**Dataset excerpts**:
--

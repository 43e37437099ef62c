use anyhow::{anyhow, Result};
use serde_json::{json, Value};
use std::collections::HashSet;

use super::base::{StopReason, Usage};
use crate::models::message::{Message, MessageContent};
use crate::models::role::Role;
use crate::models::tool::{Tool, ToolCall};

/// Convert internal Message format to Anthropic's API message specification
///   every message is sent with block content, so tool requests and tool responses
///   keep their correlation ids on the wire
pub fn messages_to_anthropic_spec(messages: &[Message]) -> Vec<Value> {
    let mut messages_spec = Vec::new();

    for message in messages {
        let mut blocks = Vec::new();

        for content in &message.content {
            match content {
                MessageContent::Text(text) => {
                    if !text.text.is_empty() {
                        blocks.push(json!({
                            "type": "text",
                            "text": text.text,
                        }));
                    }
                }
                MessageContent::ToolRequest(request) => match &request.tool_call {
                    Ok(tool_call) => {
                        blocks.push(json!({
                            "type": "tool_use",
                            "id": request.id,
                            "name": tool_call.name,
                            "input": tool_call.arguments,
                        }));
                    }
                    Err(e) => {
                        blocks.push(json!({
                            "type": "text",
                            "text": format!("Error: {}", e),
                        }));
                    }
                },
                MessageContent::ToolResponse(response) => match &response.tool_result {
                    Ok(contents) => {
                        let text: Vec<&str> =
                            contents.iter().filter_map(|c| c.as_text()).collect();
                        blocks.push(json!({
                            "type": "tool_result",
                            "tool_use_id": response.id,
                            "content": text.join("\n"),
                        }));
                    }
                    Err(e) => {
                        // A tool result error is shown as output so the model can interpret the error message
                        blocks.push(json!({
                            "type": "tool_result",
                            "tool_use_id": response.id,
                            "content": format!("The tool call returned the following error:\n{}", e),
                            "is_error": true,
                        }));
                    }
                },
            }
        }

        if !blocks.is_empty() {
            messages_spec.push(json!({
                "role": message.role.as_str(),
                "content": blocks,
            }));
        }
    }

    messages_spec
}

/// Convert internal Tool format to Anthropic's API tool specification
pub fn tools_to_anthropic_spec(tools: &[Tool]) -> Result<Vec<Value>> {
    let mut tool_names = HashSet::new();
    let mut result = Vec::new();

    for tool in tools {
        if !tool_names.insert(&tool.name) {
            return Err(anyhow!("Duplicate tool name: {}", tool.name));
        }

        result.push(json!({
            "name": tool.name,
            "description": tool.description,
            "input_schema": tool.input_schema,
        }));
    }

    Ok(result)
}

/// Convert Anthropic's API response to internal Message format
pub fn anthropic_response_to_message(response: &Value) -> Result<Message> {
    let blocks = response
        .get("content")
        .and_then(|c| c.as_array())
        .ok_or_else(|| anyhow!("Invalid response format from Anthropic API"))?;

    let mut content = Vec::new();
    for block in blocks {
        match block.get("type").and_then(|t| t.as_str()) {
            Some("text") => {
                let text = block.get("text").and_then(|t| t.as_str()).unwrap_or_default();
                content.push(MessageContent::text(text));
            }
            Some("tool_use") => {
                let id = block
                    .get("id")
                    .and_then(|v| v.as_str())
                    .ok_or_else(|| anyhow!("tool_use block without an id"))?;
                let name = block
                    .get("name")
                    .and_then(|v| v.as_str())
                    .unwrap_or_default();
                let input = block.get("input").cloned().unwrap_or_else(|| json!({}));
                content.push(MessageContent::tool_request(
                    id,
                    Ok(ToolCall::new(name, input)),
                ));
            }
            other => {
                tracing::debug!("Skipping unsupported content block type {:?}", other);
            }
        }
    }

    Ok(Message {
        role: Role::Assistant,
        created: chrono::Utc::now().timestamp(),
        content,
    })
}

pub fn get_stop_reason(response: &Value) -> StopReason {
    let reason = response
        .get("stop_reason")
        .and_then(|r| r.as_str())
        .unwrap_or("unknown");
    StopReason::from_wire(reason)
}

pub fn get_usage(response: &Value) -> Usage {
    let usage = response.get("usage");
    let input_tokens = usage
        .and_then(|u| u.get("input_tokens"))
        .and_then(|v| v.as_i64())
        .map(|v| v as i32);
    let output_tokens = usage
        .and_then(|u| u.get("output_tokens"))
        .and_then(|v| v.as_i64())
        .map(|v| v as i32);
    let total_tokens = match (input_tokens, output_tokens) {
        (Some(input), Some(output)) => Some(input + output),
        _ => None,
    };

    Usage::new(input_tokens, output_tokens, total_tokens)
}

--

**About this task**: Nothing but the lines from the first line of the data through the line with "API message specification" should be returned, exactly as they appear, both ends included.

**Answer section**:
repository 43e37437099ef62c
use anyhow::{anyhow, Result};
use serde_json::{json, Value};
use std::collections::HashSet;

use super::base::{StopReason, Usage};
use crate::models::message::{Message, MessageContent};
use crate::models::role::Role;
use crate::models::tool::{Tool, ToolCall};

/// Convert internal Message format to Anthropic's API message specification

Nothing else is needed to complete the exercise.